Hacker News new | ask | show | jobs
by ThomasWaldmann 1273 days ago
I see quite some full backups in your near future. ;-)

And that is one of the main reasons why chunk-deduplicating backup tools (like borg, restic, ...) are better than full/incremental style ones.

2 comments

Yeah the process is to run a full backup weekly, and keep four weeks of backups. This mimics the old rsnapshot system, but sends the data directly to S3. In this particular case, the total amount of data is only less than 50GB, so the cost of a weekly backup is not great. The goal was to eliminate the dedicated backup server which ran pull backups via rsync/rsnapshot. Having each host back itself up to S3 directly is cheaper than paying for a backup host (including the time spent maintaining the backup host itself). As far as I understand, borgbackup requires a dedicated backup server.
Is there really a difference between deduplication and an infinite chain of incrementals, in this respect? Other than the restore process?
deduplicating backup tools use a symmetric approach: all archives needing some chunk (piece of data) reference it via its chunkid (the keyed hash over the chunk plaintext content).

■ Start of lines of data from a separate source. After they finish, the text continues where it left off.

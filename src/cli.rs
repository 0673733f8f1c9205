//! Command-line interface definitions for witness.
//!
//! This module contains all CLI argument parsing structures using clap's derive macros.
//! The CLI definitions are shared between the main binary and build tools (like xtask)
//! for man page generation.
//!
//! Note: Field-level documentation is provided via clap attributes,
//! so we allow missing_docs for this module to avoid redundant documentation.

#![allow(missing_docs)]
#![allow(clippy::missing_docs_in_private_items)]

use clap::{Parser, Subcommand};
use clap_complete::Shell;
use std::path::PathBuf;
use std::time::Duration;

/// Main CLI structure for witness.
#[derive(Parser)]
#[command(
    name = "witness",
    version = crate::VERSION,
    about = "A quiet observer of filesystem changes",
    long_about = "Snapshots directory trees with xxHash3 content digests and reports what was created, modified or deleted"
)]
pub struct Cli {
    /// Subcommand to execute
    #[command(subcommand)]
    pub command: Commands,

    /// Show verbose output
    #[arg(short, long, global = true)]
    pub verbose: bool,

    /// Suppress informational messages
    #[arg(short, long, global = true)]
    pub quiet: bool,
}

/// All available commands.
#[derive(Subcommand)]
pub enum Commands {
    /// Scan a directory once and list what is there
    Scan {
        /// Directory to scan
        #[arg(default_value = ".")]
        path: PathBuf,

        /// Only look at direct children of the directory
        #[arg(short, long)]
        flat: bool,

        /// Deepest file depth to include (direct children are depth 1)
        #[arg(short, long)]
        depth: Option<usize>,

        /// Remember this scan for a later `witness diff`
        #[arg(short, long)]
        save: bool,
    },

    /// Show what changed since the last scan of a directory
    Diff {
        /// Directory to compare
        #[arg(default_value = ".")]
        path: PathBuf,

        #[arg(short, long)]
        flat: bool,

        #[arg(short, long)]
        depth: Option<usize>,

        /// Show the first or last lines of changed text files
        #[arg(short, long)]
        content: bool,

        /// Show recent git blame for modified files
        #[arg(short, long)]
        blame: bool,
    },

    /// Watch a directory and report changes as they happen
    Watch {
        /// Directory to watch
        #[arg(default_value = ".")]
        path: PathBuf,

        /// Time between scans (e.g. "2s", "500ms"); defaults to watch.interval_secs
        #[arg(short, long, value_parser = humantime::parse_duration)]
        interval: Option<Duration>,

        #[arg(short, long)]
        flat: bool,

        #[arg(short, long)]
        depth: Option<usize>,

        /// Print `+`, `~` and `-` markers instead of narration
        #[arg(long)]
        plain: bool,

        /// Save every scan so a later `witness diff` starts from it
        #[arg(long)]
        persist: bool,
    },

    /// Save a named snapshot of a directory
    Snapshot {
        /// Directory to capture
        path: PathBuf,

        /// Name to save under
        name: String,
    },

    /// List saved snapshots
    List,

    /// Compare two saved snapshots
    Compare {
        /// Older snapshot
        from: String,

        /// Newer snapshot
        to: String,
    },

    /// Delete a saved snapshot
    Forget {
        /// Snapshot to delete
        name: String,
    },

    /// Rotate the `now` snapshot to `prev` and show what changed
    Quick {
        /// Directory to capture
        #[arg(default_value = ".")]
        path: PathBuf,
    },

    /// List files nobody has touched for a while
    Dormant {
        /// Directory to inspect
        #[arg(default_value = ".")]
        path: PathBuf,

        /// Minimum age (e.g. "24h", "7days")
        #[arg(short, long, default_value = "24h", value_parser = humantime::parse_duration)]
        threshold: Duration,

        /// Maximum files to list (per project with --projects); defaults to report.limit
        #[arg(short = 'n', long)]
        limit: Option<usize>,

        /// Group dormant files by top-level directory
        #[arg(short, long)]
        projects: bool,

        /// Rank top-level directories by their latest modification
        #[arg(short, long)]
        activity: bool,

        /// Keep checking and report files as they become dormant
        #[arg(short, long, conflicts_with_all = ["projects", "activity"])]
        watch: bool,

        /// Time between checks with --watch (e.g. "1m"); defaults to watch.interval_secs
        #[arg(short, long, requires = "watch", value_parser = humantime::parse_duration)]
        interval: Option<Duration>,
    },

    /// Get and set configuration options
    Config {
        /// Configuration key (e.g. watch.interval_secs)
        key: Option<String>,

        /// Configuration value to set
        value: Option<String>,

        /// List all configuration values
        #[arg(short, long)]
        list: bool,
    },

    /// Generate shell completion scripts
    Completion {
        /// Shell to generate completions for
        #[arg(value_enum)]
        shell: Shell,
    },
}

so you can delete ANY backup archive without influencing any other backup archive. a chunk will be only deleted if nothing is referencing it any more.

also, each backup is logically a FULL backup (it has ALL files, references ALL content data). it is just made in a clever way, avoiding to re-transfer data that already is present in the backup repository, thus it FEELS like incremental (considering speed, amount of CPU and I/O used).

OTOH, full/incremental style backup tools build a chain of incremental archives depending on the previous incremental and the full backup, which gets more fragile the longer the chain gets.

because of that and also because you might want to delete older backups at some time, you are forced to create new full backups regularly (causing lots of CPU and I/O load).